◆ **WORK REQUEST**
Output all records exactly.

##### RECORDS SHOWN

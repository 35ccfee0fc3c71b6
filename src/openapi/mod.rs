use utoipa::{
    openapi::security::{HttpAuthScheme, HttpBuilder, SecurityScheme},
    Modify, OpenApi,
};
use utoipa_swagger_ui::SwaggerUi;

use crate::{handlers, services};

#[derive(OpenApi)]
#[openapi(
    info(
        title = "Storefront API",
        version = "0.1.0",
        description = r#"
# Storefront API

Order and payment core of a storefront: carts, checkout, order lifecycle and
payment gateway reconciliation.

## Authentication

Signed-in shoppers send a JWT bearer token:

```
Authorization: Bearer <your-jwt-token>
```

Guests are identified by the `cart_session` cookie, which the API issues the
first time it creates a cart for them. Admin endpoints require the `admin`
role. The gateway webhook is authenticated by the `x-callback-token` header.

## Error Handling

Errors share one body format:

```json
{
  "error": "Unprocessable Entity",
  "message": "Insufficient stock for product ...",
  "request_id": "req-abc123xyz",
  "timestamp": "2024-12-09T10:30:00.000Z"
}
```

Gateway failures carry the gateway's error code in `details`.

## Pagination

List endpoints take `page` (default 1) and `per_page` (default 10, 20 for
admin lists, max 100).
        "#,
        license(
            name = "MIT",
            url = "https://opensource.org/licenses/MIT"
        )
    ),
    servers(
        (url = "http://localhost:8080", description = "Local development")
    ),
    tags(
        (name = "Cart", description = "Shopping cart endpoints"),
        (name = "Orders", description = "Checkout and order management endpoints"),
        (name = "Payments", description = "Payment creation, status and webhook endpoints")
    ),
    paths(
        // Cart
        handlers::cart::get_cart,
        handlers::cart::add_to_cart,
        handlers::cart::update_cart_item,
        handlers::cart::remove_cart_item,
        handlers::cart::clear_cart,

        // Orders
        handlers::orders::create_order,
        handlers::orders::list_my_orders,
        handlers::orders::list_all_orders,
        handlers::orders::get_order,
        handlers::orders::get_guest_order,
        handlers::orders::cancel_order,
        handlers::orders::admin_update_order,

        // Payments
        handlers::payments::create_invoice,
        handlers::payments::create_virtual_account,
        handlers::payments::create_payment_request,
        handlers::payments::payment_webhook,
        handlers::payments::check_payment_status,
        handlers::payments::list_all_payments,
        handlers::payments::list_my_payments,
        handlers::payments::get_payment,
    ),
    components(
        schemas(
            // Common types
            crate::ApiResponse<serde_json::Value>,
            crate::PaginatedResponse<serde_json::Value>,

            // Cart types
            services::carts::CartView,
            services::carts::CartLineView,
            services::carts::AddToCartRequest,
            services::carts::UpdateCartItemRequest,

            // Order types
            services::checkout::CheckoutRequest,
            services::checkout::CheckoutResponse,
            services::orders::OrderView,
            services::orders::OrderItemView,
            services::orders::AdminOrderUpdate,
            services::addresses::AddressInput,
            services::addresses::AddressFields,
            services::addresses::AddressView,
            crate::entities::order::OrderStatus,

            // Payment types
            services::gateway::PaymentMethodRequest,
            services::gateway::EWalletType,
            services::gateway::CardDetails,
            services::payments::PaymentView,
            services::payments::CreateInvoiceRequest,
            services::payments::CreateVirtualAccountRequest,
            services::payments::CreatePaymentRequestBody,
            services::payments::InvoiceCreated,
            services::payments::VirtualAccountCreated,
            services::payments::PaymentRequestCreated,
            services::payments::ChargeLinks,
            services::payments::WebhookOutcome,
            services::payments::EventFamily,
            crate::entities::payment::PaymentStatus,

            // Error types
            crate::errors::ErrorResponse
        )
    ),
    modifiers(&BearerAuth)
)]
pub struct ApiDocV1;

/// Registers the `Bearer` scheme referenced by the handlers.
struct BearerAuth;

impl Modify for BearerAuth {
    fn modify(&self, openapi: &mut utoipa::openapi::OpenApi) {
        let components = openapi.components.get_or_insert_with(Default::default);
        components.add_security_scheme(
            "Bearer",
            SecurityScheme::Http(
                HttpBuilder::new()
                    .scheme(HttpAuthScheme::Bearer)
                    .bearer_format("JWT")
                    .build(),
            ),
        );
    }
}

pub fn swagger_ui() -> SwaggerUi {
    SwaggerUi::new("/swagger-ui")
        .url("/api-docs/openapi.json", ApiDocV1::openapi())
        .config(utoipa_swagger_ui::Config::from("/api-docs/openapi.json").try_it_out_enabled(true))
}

##########

◆ **RESULT**
repository 35ccfee0fc3c71b6
filename src/openapi/mod.rs
use utoipa::{
    openapi::security::{HttpAuthScheme, HttpBuilder, SecurityScheme},
    Modify, OpenApi,
};
use utoipa_swagger_ui::SwaggerUi;

use crate::{handlers, services};

#[derive(OpenApi)]
#[openapi(
    info(
        title = "Storefront API",
        version = "0.1.0",
        description = r#"
# Storefront API

Order and payment core of a storefront: carts, checkout, order lifecycle and
payment gateway reconciliation.

## Authentication

Signed-in shoppers send a JWT bearer token:

```
Authorization: Bearer <your-jwt-token>
```

Guests are identified by the `cart_session` cookie, which the API issues the
first time it creates a cart for them. Admin endpoints require the `admin`
role. The gateway webhook is authenticated by the `x-callback-token` header.

## Error Handling

Errors share one body format:

```json
{
  "error": "Unprocessable Entity",
  "message": "Insufficient stock for product ...",
  "request_id": "req-abc123xyz",
  "timestamp": "2024-12-09T10:30:00.000Z"
}
```

Gateway failures carry the gateway's error code in `details`.

## Pagination

List endpoints take `page` (default 1) and `per_page` (default 10, 20 for
admin lists, max 100).
        "#,
        license(
            name = "MIT",
            url = "https://opensource.org/licenses/MIT"
        )
    ),
    servers(
        (url = "http://localhost:8080", description = "Local development")
    ),
    tags(
        (name = "Cart", description = "Shopping cart endpoints"),
        (name = "Orders", description = "Checkout and order management endpoints"),
        (name = "Payments", description = "Payment creation, status and webhook endpoints")
    ),
    paths(
        // Cart
        handlers::cart::get_cart,
        handlers::cart::add_to_cart,
        handlers::cart::update_cart_item,
        handlers::cart::remove_cart_item,
        handlers::cart::clear_cart,

        // Orders
        handlers::orders::create_order,
        handlers::orders::list_my_orders,
        handlers::orders::list_all_orders,
        handlers::orders::get_order,
        handlers::orders::get_guest_order,
        handlers::orders::cancel_order,
        handlers::orders::admin_update_order,

        // Payments
        handlers::payments::create_invoice,
        handlers::payments::create_virtual_account,
        handlers::payments::create_payment_request,
        handlers::payments::payment_webhook,
        handlers::payments::check_payment_status,
        handlers::payments::list_all_payments,
        handlers::payments::list_my_payments,
        handlers::payments::get_payment,
    ),
    components(
        schemas(
            // Common types
            crate::ApiResponse<serde_json::Value>,
            crate::PaginatedResponse<serde_json::Value>,

            // Cart types
            services::carts::CartView,
            services::carts::CartLineView,
            services::carts::AddToCartRequest,
            services::carts::UpdateCartItemRequest,

            // Order types
            services::checkout::CheckoutRequest,
            services::checkout::CheckoutResponse,
            services::orders::OrderView,
            services::orders::OrderItemView,
            services::orders::AdminOrderUpdate,
            services::addresses::AddressInput,
            services::addresses::AddressFields,
            services::addresses::AddressView,
            crate::entities::order::OrderStatus,

            // Payment types
            services::gateway::PaymentMethodRequest,
            services::gateway::EWalletType,
            services::gateway::CardDetails,
            services::payments::PaymentView,
            services::payments::CreateInvoiceRequest,
            services::payments::CreateVirtualAccountRequest,
            services::payments::CreatePaymentRequestBody,
            services::payments::InvoiceCreated,
            services::payments::VirtualAccountCreated,
            services::payments::PaymentRequestCreated,
            services::payments::ChargeLinks,
            services::payments::WebhookOutcome,
            services::payments::EventFamily,
            crate::entities::payment::PaymentStatus,

            // Error types
            crate::errors::ErrorResponse
        )
    ),
    modifiers(&BearerAuth)
)]
pub struct ApiDocV1;

/// Registers the `Bearer` scheme referenced by the handlers.
struct BearerAuth;

impl Modify for BearerAuth {
    fn modify(&self, openapi: &mut utoipa::openapi::OpenApi) {
        let components = openapi.components.get_or_insert_with(Default::default);
        components.add_security_scheme(
            "Bearer",
            SecurityScheme::Http(
                HttpBuilder::new()
                    .scheme(HttpAuthScheme::Bearer)
                    .bearer_format("JWT")
                    .build(),
            ),
        );
    }
}

pub fn swagger_ui() -> SwaggerUi {
    SwaggerUi::new("/swagger-ui")
        .url("/api-docs/openapi.json", ApiDocV1::openapi())
        .config(utoipa_swagger_ui::Config::from("/api-docs/openapi.json").try_it_out_enabled(true))
}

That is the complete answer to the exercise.